Fake News aus Bubendorf

Willi Näf
Merken
Drucken
Teilen

Ist ja recht, dass der Bund wieder übernommen hat, ich sag ja nichts, aber unter uns: Ich mag den Kantönligeist. Und den Halbkantönligeist. Und den Dörfligeist und den Quartierligeist. Keine Strasse ist wie die andere. Nehmen wir meinen Wohnort Bubendorf: An der Kirchstrasse oben sind sie froh und unmaskiert. Dank der Hanglage nach Süden ist es wärmer, Anwohner und Anviren sind draussen, die Aerosölchen verteilen sich. In der schattigen Gstaltensiedlung aber bleiben Viren und Menschen in den Wohnungen und vermehren sich, zumindest die Viren. Also brauchen wir doch quartierspezifische Massnahmen?
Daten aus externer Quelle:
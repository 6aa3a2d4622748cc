//! Dead-letter documents for permanently failed shard attempts.

use serde::{Deserialize, Serialize};

/// `dlq/<sanitized_shard>-<attempt>.json`, written once when a shard
/// exhausts its attempts with a non-success exit. No coordinator code reads
/// these back; they exist for diagnosis.
#[derive(Clone, Debug, Serialize, Deserialize)]
pub struct DlqDoc {
    pub run_id: String,
    pub benchmark_uuid: String,
    pub shard_key: String,
    pub fuzzer_key: String,
    /// Terminal classification: `failed` or `timed_out`.
    pub status: String,
    pub attempt: u32,
    pub max_attempts: u32,
    pub exit_code: i32,
    pub worker_id: String,
    pub failed_at: String,
}
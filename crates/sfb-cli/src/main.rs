//! sfb: command-line front-ends over the coordination core.
//!
//! This binary is intentionally thin: argument parsing and JSON printing
//! live here, every decision lives in the library crates. One compact JSON
//! object per invocation on stdout; exit codes mirror the deployment's
//! expectations (acquire timeout = 1, heartbeat loss = 2).

mod commands;

use std::process::ExitCode;

use anyhow::Result;
use clap::{Parser, Subcommand};

#[derive(Parser)]
#[command(name = "sfb")]
#[command(about = "scfuzzbench run coordination", long_about = None)]
struct Cli {
    #[command(subcommand)]
    cmd: Commands,
}

#[derive(Subcommand)]
enum Commands {
    /// Global benchmark lock operations
    Lock {
        #[command(subcommand)]
        cmd: commands::lock::LockCmd,
    },

    /// Shard queue operations
    Queue {
        #[command(subcommand)]
        cmd: commands::queue::QueueCmd,
    },

    /// Run the queue worker loop (configured entirely from SFB_* env vars)
    Worker {
        #[command(subcommand)]
        cmd: commands::worker::WorkerCmd,
    },

    /// Queue-aware run completion checks
    Completion {
        #[command(subcommand)]
        cmd: commands::completion::CompletionCmd,
    },
}

#[tokio::main]
async fn main() -> Result<ExitCode> {
    // Dev convenience; production injects env vars directly.
    let _ = dotenvy::from_filename(".env.local");
    init_tracing();

    let cli = Cli::parse();
    match cli.cmd {
        Commands::Lock { cmd } => commands::lock::run(cmd).await,
        Commands::Queue { cmd } => commands::queue::run(cmd).await,
        Commands::Worker { cmd } => commands::worker::run(cmd).await,
        Commands::Completion { cmd } => commands::completion::run(cmd).await,
    }
}

fn init_tracing() {
    tracing_subscriber::fmt()
        .with_env_filter(
            tracing_subscriber::EnvFilter::try_from_default_env().unwrap_or_else(|_| "info".into()),
        )
        .with_writer(std::io::stderr)
        .init();
}
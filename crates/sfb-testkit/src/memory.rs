//! In-memory object store.
//!
//! Mirrors the observable S3 contract: per-object overwrite, conditional
//! create, tolerant delete, sorted prefix listing, monotonically changing
//! etags. A put-interceptor lets a test act as a rival writer in the window
//! between another party's write and its confirmation re-read.

use std::collections::BTreeMap;
use std::sync::atomic::{AtomicU64, Ordering};
use std::sync::{Arc, Mutex};

use async_trait::async_trait;
use sfb_store::{ObjectStore, RawObject, StoreError, StoreResult};

type PutInterceptor = Box<dyn Fn(&str) + Send + Sync>;

#[derive(Clone, Default)]
pub struct MemoryStore {
    objects: Arc<Mutex<BTreeMap<String, (Vec<u8>, u64)>>>,
    version: Arc<AtomicU64>,
    interceptor: Arc<Mutex<Option<PutInterceptor>>>,
}

impl MemoryStore {
    pub fn new() -> Self {
        Self::default()
    }

    /// Install a hook invoked with the key after every successful `put`.
    /// The hook runs outside the store lock, so it may write back through a
    /// cloned handle; that is how race tests inject a rival writer.
    pub fn set_put_interceptor(&self, hook: impl Fn(&str) + Send + Sync + 'static) {
        *self.interceptor.lock().unwrap() = Some(Box::new(hook));
    }

    pub fn clear_put_interceptor(&self) {
        *self.interceptor.lock().unwrap() = None;
    }

    /// Raw write bypassing the interceptor, for fixtures and rival writes.
    pub fn put_raw(&self, key: &str, bytes: Vec<u8>) {
        let version = self.version.fetch_add(1, Ordering::SeqCst) + 1;
        self.objects
            .lock()
            .unwrap()
            .insert(key.to_string(), (bytes, version));
    }

    pub fn contains(&self, key: &str) -> bool {
        self.objects.lock().unwrap().contains_key(key)
    }

    pub fn len(&self) -> usize {
        self.objects.lock().unwrap().len()
    }

    pub fn is_empty(&self) -> bool {
        self.objects.lock().unwrap().is_empty()
    }

    fn fire_interceptor(&self, key: &str) {
        // Take the hook out while it runs so a hook writing through a clone
        // of this store does not recurse into itself.
        let hook = self.interceptor.lock().unwrap().take();
        if let Some(hook) = hook {
            hook(key);
            let mut slot = self.interceptor.lock().unwrap();
            if slot.is_none() {
                *slot = Some(hook);
            }
        }
    }
}

#[async_trait]
impl ObjectStore for MemoryStore {
    async fn get(&self, key: &str) -> StoreResult<Option<RawObject>> {
        let objects = self.objects.lock().unwrap();
        Ok(objects.get(key).map(|(bytes, version)| RawObject {
            bytes: bytes.clone(),
            etag: Some(format!("v{version}")),
        }))
    }

    async fn put(&self, key: &str, body: Vec<u8>, _content_type: &str) -> StoreResult<()> {
        self.put_raw(key, body);
        self.fire_interceptor(key);
        Ok(())
    }

    async fn put_if_absent(
        &self,
        key: &str,
        body: Vec<u8>,
        _content_type: &str,
    ) -> StoreResult<()> {
        {
            let mut objects = self.objects.lock().unwrap();
            if objects.contains_key(key) {
                return Err(StoreError::PreconditionFailed {
                    key: key.to_string(),
                });
            }
            let version = self.version.fetch_add(1, Ordering::SeqCst) + 1;
            objects.insert(key.to_string(), (body, version));
        }
        self.fire_interceptor(key);
        Ok(())
    }

    async fn delete(&self, key: &str) -> StoreResult<()> {
        self.objects.lock().unwrap().remove(key);
        Ok(())
    }

    async fn list(&self, prefix: &str) -> StoreResult<Vec<String>> {
        let objects = self.objects.lock().unwrap();
        Ok(objects
            .range(prefix.to_string()..)
            .take_while(|(key, _)| key.starts_with(prefix))
            .map(|(key, _)| key.clone())
            .collect())
    }
}
//! Shard-list parsing and validation.
//!
//! The launcher hands workers the shard list as base64-encoded JSON. Every
//! entry is validated against the identifier rules before anything touches
//! the store, duplicates are rejected, and an empty list is an error.

use std::collections::BTreeSet;

use anyhow::{anyhow, Context, Result};
use base64::Engine;
use serde::{Deserialize, Serialize};
use sfb_schemas::ids::validate_key_fragment;

/// One requested unit of work: `(shard_key, fuzzer_key, run_index)`.
#[derive(Clone, Debug, PartialEq, Eq, Serialize, Deserialize)]
pub struct ShardSpec {
    pub shard_key: String,
    pub fuzzer_key: String,
    pub run_index: u32,
}

/// Decode and validate a base64 shard-list envelope.
pub fn parse_shards_b64(encoded: &str) -> Result<Vec<ShardSpec>> {
    let raw = base64::engine::general_purpose::STANDARD
        .decode(encoded.trim())
        .context("shard list is not valid base64")?;
    let text = String::from_utf8(raw).context("shard list is not valid UTF-8")?;
    parse_shards_json(&text)
}

/// Validate a JSON shard list: non-empty, well-formed keys, no duplicates.
pub fn parse_shards_json(text: &str) -> Result<Vec<ShardSpec>> {
    let entries: Vec<ShardSpec> =
        serde_json::from_str(text).context("shard list is not a JSON array of shard objects")?;
    if entries.is_empty() {
        return Err(anyhow!("shard list is empty"));
    }

    let mut seen = BTreeSet::new();
    for spec in &entries {
        validate_key_fragment("shard_key", &spec.shard_key)?;
        validate_key_fragment("fuzzer_key", &spec.fuzzer_key)?;
        if !seen.insert(spec.shard_key.clone()) {
            return Err(anyhow!("duplicate shard_key: {}", spec.shard_key));
        }
    }
    Ok(entries)
}
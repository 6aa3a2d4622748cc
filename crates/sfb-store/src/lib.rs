//! sfb-store
//!
//! Thin object-store client: get / put / put-if-absent / delete / list over
//! a trait, plus lenient JSON helpers. Retry policy for transient faults
//! lives *inside* each call; callers never retry application-visible state
//! transitions themselves.

pub mod error;
pub mod json;
pub mod s3;

pub use error::{StoreError, StoreResult};
pub use json::{get_json, list_json, put_json, put_json_if_absent, JSON_CONTENT_TYPE};
pub use s3::S3Store;

use async_trait::async_trait;

/// Raw object payload plus the backend's entity tag, when it has one.
#[derive(Clone, Debug)]
pub struct RawObject {
    pub bytes: Vec<u8>,
    pub etag: Option<String>,
}

/// The only primitive the coordination core assumes: per-object overwrite
/// with one conditional-create escape hatch. No transactions, no CAS.
#[async_trait]
pub trait ObjectStore: Send + Sync {
    /// Fetch an object. Absence is `Ok(None)`, never an error.
    async fn get(&self, key: &str) -> StoreResult<Option<RawObject>>;

    /// Unconditional overwrite.
    async fn put(&self, key: &str, body: Vec<u8>, content_type: &str) -> StoreResult<()>;

    /// Create the object only if it does not exist.
    /// Fails with [`StoreError::PreconditionFailed`] when it already does.
    async fn put_if_absent(&self, key: &str, body: Vec<u8>, content_type: &str)
        -> StoreResult<()>;

    /// Delete an object, tolerating absence.
    async fn delete(&self, key: &str) -> StoreResult<()>;

    /// All keys under `prefix`, fully paginated, sorted ascending.
    async fn list(&self, prefix: &str) -> StoreResult<Vec<String>>;
}
//! Scripted shard runner.
//!
//! Returns pre-programmed exit codes per `(shard_key, attempt)` without
//! touching the filesystem or spawning anything, so worker-loop scenarios
//! are deterministic.

use std::collections::HashMap;
use std::sync::Mutex;

use async_trait::async_trait;
use sfb_schemas::shard::ShardDoc;
use sfb_worker::runner::ShardRunner;

pub struct ScriptedRunner {
    exits: Mutex<HashMap<(String, u32), i32>>,
    default_exit: i32,
    invocations: Mutex<Vec<(String, u32)>>,
}

impl ScriptedRunner {
    /// All unscripted invocations exit with `default_exit`.
    pub fn new(default_exit: i32) -> Self {
        Self {
            exits: Mutex::new(HashMap::new()),
            default_exit,
            invocations: Mutex::new(Vec::new()),
        }
    }

    /// Program the exit code for one specific attempt of one shard.
    pub fn script(&self, shard_key: &str, attempt: u32, exit_code: i32) {
        self.exits
            .lock()
            .unwrap()
            .insert((shard_key.to_string(), attempt), exit_code);
    }

    /// `(shard_key, attempt)` pairs in execution order.
    pub fn invocations(&self) -> Vec<(String, u32)> {
        self.invocations.lock().unwrap().clone()
    }
}

#[async_trait]
impl ShardRunner for ScriptedRunner {
    async fn run(&self, shard: &ShardDoc) -> anyhow::Result<i32> {
        let call = (shard.shard_key.clone(), shard.attempt);
        self.invocations.lock().unwrap().push(call.clone());
        Ok(*self
            .exits
            .lock()
            .unwrap()
            .get(&call)
            .unwrap_or(&self.default_exit))
    }
}
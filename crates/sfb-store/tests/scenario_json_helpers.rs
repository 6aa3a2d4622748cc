//! JSON helpers over the store trait.
//!
//! GREEN when:
//! - get_json reads absence and malformed payloads as None without error.
//! - list_json returns documents in key order and silently skips non-JSON
//!   keys and corrupt objects.
//! - put_json_if_absent loses against an existing object.

use serde::{Deserialize, Serialize};
use sfb_store::{get_json, list_json, put_json, put_json_if_absent, StoreError};
use sfb_testkit::MemoryStore;

#[derive(Clone, Debug, PartialEq, Serialize, Deserialize)]
struct Doc {
    name: String,
    value: i64,
}

#[tokio::test]
async fn absent_and_malformed_read_as_none() {
    let store = MemoryStore::new();

    let missing: Option<Doc> = get_json(&store, "prefix/missing.json").await.unwrap();
    assert!(missing.is_none());

    store.put_raw("prefix/corrupt.json", b"{not json".to_vec());
    let corrupt: Option<Doc> = get_json(&store, "prefix/corrupt.json").await.unwrap();
    assert!(corrupt.is_none());
}

#[tokio::test]
async fn list_json_skips_corruption_and_keeps_order() {
    let store = MemoryStore::new();
    for (name, value) in [("b", 2), ("a", 1), ("c", 3)] {
        let doc = Doc {
            name: name.to_string(),
            value,
        };
        put_json(&store, &format!("docs/{name}.json"), &doc).await.unwrap();
    }
    store.put_raw("docs/broken.json", b"]".to_vec());
    store.put_raw("docs/not-a-doc.txt", b"ignored".to_vec());

    let docs: Vec<(String, Doc)> = list_json(&store, "docs/").await.unwrap();
    let names: Vec<&str> = docs.iter().map(|(_, d)| d.name.as_str()).collect();
    assert_eq!(names, vec!["a", "b", "c"]);
}

#[tokio::test]
async fn conditional_create_is_first_writer_wins() {
    let store = MemoryStore::new();
    let doc = Doc {
        name: "first".to_string(),
        value: 1,
    };
    put_json_if_absent(&store, "one.json", &doc).await.unwrap();

    let rival = Doc {
        name: "second".to_string(),
        value: 2,
    };
    let err = put_json_if_absent(&store, "one.json", &rival).await.unwrap_err();
    assert!(matches!(err, StoreError::PreconditionFailed { .. }));

    let kept: Doc = get_json(&store, "one.json").await.unwrap().unwrap();
    assert_eq!(kept.name, "first");
}
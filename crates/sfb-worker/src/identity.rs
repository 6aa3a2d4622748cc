//! Worker identity.
//!
//! Stable identity matters only for attribution (events, worker status,
//! claim provenance), so resolution degrades gracefully: EC2 instance id
//! via IMDSv2, then an explicit env override, then the hostname, then a
//! random suffix.

use std::time::Duration;

use sfb_config::{optional_env, ENV_INSTANCE_ID};
use tracing::debug;
use uuid::Uuid;

const IMDS_TOKEN_URL: &str = "http://169.254.169.254/latest/api/token";
const IMDS_INSTANCE_ID_URL: &str = "http://169.254.169.254/latest/meta-data/instance-id";
const IMDS_TOKEN_TTL_HEADER: &str = "X-aws-ec2-metadata-token-ttl-seconds";
const IMDS_TOKEN_HEADER: &str = "X-aws-ec2-metadata-token";

pub async fn resolve_worker_id() -> String {
    if let Some(instance_id) = imds_instance_id().await {
        return instance_id;
    }
    if let Some(instance_id) = optional_env(ENV_INSTANCE_ID) {
        return instance_id;
    }
    let hostname = gethostname::gethostname().to_string_lossy().trim().to_string();
    if !hostname.is_empty() {
        return hostname;
    }
    let token = Uuid::new_v4().simple().to_string();
    format!("worker-{}", &token[..8])
}

/// IMDSv2 probe with tight timeouts: a token PUT, then the instance-id GET.
/// Any failure means we are not on EC2 (or IMDS is firewalled) and we fall
/// through silently.
async fn imds_instance_id() -> Option<String> {
    let client = reqwest::Client::builder()
        .timeout(Duration::from_secs(1))
        .build()
        .ok()?;

    let token = client
        .put(IMDS_TOKEN_URL)
        .header(IMDS_TOKEN_TTL_HEADER, "21600")
        .send()
        .await
        .ok()?
        .error_for_status()
        .ok()?
        .text()
        .await
        .ok()?;
    let token = token.trim().to_string();
    if token.is_empty() {
        return None;
    }

    let instance_id = client
        .get(IMDS_INSTANCE_ID_URL)
        .header(IMDS_TOKEN_HEADER, &token)
        .send()
        .await
        .ok()?
        .error_for_status()
        .ok()?
        .text()
        .await
        .ok()?;
    let instance_id = instance_id.trim().to_string();
    if instance_id.is_empty() {
        None
    } else {
        debug!(%instance_id, "worker identity from IMDS");
        Some(instance_id)
    }
}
Bei uns klappt das prima. Im Rütteli gilt im Parkverbot jetzt Halteverbot. Spontane öffentliche Virenansammlungen sind untersagt. Bei den Briefkästen im Langgarben sind Schimpfgegner verpflichtet, die Luft anzuhalten. Im Brühl wurde das Atmen beschränkt auf drei Züge pro Person und Viertelstunde, die Gesichter der Jogger leuchten in allen Herbstfarben. Auf den Spielplätzen im Sappeten sind Verunstaltungen verboten und gemobbt werden darf nur noch online.

Auch mein Quartier ist tipptop aufgestellt. Kids Tracing ist Pflicht, will heissen: Die Kinder auf der Spielwiese müssen angeschrieben werden, es gilt Abholpflicht, auch bei Schnoderbuben und Risikopuppen. Damen- und herrenloser Nachwuchs wird beim Eindunkeln getestet, zugewiesen und anteilsweise auf die Haushalte verteilt. Wir haben einen quartiereigenen Gesundheitsdirektor ernannt, Alain Bengelberger. Wenn der auftaucht mit Hut auf dem Kopf und Maskforce im Gesicht, dann wissen die Sprösslinge: Yo bro, verschärfte Bedrohungslage, der schickt dich heim und dann musst du ohne Znacht in Quarantäne. Auch Konsumation auf unserer Piazza gibt’s nur noch sitzend. Unsere Anwohnerinnen und Anwohner verhalten sich so vorbildlich, die wechseln jetzt sogar die Strassenseite nicht mehr nur bei mir.

Soweit die aktuellen Fake News aus Bubendorf. Gegen das Virus schützen Sie sich bitte mit Abstand und Maske, gegen eine Infektion mit Pessimismus helfen Anstand und Humor. Benützen Sie aber nur grimmigen, trockenen Humor. Wegen der Aerosölchen. Und halten Sie die Ohren steif. Die Maske hält dann auch besser.